#### [Goal of the exercise]
For the listing below, show each line that includes the string "builder".

#### [Supplied material]
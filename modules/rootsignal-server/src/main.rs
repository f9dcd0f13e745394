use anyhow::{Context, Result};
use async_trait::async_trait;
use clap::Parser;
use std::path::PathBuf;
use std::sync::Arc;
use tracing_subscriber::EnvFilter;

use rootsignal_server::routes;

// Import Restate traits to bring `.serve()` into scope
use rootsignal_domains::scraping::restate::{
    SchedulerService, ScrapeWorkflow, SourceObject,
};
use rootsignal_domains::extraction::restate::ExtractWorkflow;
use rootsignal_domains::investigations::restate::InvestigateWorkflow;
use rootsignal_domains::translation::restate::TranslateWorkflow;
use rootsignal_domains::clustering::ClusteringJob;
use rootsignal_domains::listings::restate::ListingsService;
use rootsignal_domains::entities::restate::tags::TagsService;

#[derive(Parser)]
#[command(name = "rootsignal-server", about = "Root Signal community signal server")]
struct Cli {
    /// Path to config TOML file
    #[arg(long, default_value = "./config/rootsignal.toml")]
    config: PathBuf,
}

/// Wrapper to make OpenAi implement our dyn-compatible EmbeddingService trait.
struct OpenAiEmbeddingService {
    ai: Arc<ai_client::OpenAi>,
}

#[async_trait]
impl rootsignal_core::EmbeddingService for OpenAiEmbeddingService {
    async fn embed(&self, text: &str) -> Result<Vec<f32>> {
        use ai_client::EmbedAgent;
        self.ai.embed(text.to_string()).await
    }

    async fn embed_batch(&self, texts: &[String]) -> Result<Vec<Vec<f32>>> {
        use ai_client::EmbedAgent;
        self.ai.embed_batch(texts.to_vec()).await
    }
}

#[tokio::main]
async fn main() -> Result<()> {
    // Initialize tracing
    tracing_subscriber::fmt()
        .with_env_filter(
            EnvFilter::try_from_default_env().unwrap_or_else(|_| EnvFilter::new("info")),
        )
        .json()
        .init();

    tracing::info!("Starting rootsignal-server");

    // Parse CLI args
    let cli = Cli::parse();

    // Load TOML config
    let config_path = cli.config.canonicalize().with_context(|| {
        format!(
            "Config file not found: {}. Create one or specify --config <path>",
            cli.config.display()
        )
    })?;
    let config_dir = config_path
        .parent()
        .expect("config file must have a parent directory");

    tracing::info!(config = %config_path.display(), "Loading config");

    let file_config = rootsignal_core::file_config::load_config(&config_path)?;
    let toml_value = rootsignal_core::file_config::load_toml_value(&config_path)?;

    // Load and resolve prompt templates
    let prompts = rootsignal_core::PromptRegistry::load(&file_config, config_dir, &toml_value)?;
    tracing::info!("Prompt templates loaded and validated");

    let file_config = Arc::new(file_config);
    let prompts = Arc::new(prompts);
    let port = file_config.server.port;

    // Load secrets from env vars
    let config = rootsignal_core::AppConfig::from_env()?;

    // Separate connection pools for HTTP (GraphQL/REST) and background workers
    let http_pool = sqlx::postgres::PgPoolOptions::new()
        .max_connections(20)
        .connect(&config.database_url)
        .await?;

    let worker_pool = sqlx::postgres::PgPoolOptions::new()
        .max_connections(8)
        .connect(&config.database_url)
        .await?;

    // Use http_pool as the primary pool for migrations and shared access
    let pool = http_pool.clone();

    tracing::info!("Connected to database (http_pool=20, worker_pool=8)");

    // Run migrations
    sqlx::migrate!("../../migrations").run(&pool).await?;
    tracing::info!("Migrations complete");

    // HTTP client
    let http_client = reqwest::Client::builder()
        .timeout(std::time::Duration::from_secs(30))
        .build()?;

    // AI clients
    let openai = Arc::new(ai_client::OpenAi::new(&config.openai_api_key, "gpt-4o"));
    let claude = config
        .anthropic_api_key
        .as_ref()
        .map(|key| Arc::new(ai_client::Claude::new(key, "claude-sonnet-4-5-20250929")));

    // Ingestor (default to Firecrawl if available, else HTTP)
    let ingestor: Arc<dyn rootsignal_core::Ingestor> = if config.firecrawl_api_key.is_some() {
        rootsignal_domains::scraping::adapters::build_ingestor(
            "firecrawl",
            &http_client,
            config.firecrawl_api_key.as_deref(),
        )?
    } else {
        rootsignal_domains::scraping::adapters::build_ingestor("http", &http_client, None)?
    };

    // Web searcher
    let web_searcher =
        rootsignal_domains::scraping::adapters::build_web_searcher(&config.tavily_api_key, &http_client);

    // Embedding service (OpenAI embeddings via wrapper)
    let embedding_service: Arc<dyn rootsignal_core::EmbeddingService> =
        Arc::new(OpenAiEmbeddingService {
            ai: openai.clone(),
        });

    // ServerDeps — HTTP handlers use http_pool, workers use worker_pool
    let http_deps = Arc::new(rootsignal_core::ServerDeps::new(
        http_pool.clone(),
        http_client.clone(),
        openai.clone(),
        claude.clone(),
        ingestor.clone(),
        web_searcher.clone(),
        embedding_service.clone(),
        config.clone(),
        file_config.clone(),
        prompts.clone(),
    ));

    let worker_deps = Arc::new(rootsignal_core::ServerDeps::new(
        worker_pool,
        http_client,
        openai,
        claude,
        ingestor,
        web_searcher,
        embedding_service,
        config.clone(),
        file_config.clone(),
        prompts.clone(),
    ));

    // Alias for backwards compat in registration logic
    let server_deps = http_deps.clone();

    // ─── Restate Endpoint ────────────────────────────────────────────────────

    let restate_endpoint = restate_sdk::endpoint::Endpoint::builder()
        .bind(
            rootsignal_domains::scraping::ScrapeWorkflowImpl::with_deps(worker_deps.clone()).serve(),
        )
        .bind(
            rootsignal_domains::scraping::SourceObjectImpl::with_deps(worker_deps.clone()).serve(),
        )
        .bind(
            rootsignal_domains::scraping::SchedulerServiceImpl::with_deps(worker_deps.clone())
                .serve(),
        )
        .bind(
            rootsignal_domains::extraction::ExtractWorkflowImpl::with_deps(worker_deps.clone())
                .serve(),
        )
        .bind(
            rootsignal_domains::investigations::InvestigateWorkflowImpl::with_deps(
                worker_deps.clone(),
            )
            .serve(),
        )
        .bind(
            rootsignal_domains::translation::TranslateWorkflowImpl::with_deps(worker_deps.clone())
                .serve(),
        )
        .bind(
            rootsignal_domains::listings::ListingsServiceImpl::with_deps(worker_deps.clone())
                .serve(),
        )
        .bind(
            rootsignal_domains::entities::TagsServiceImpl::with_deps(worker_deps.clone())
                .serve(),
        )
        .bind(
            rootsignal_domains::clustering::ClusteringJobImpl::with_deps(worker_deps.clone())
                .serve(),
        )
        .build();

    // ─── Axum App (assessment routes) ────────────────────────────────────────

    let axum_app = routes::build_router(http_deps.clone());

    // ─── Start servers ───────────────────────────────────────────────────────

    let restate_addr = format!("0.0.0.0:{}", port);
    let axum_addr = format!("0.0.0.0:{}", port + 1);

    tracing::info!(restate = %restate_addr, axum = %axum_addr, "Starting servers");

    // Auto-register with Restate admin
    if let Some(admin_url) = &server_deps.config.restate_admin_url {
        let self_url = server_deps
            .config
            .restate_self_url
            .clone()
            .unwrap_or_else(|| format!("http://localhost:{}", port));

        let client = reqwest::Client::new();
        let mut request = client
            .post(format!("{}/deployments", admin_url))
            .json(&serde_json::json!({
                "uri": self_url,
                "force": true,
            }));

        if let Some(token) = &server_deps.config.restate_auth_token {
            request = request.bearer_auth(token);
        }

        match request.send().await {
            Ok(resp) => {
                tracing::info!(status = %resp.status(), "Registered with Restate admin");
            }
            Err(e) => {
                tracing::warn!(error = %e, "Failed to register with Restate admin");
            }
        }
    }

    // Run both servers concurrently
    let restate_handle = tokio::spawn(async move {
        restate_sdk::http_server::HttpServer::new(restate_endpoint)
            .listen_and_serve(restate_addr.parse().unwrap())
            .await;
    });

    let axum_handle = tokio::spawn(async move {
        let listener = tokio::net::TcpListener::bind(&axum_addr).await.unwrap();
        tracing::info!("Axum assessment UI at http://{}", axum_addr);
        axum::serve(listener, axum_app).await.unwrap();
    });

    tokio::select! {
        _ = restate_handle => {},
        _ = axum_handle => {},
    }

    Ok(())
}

#### [Task output]
    let http_client = reqwest::Client::builder()
    let restate_endpoint = restate_sdk::endpoint::Endpoint::builder()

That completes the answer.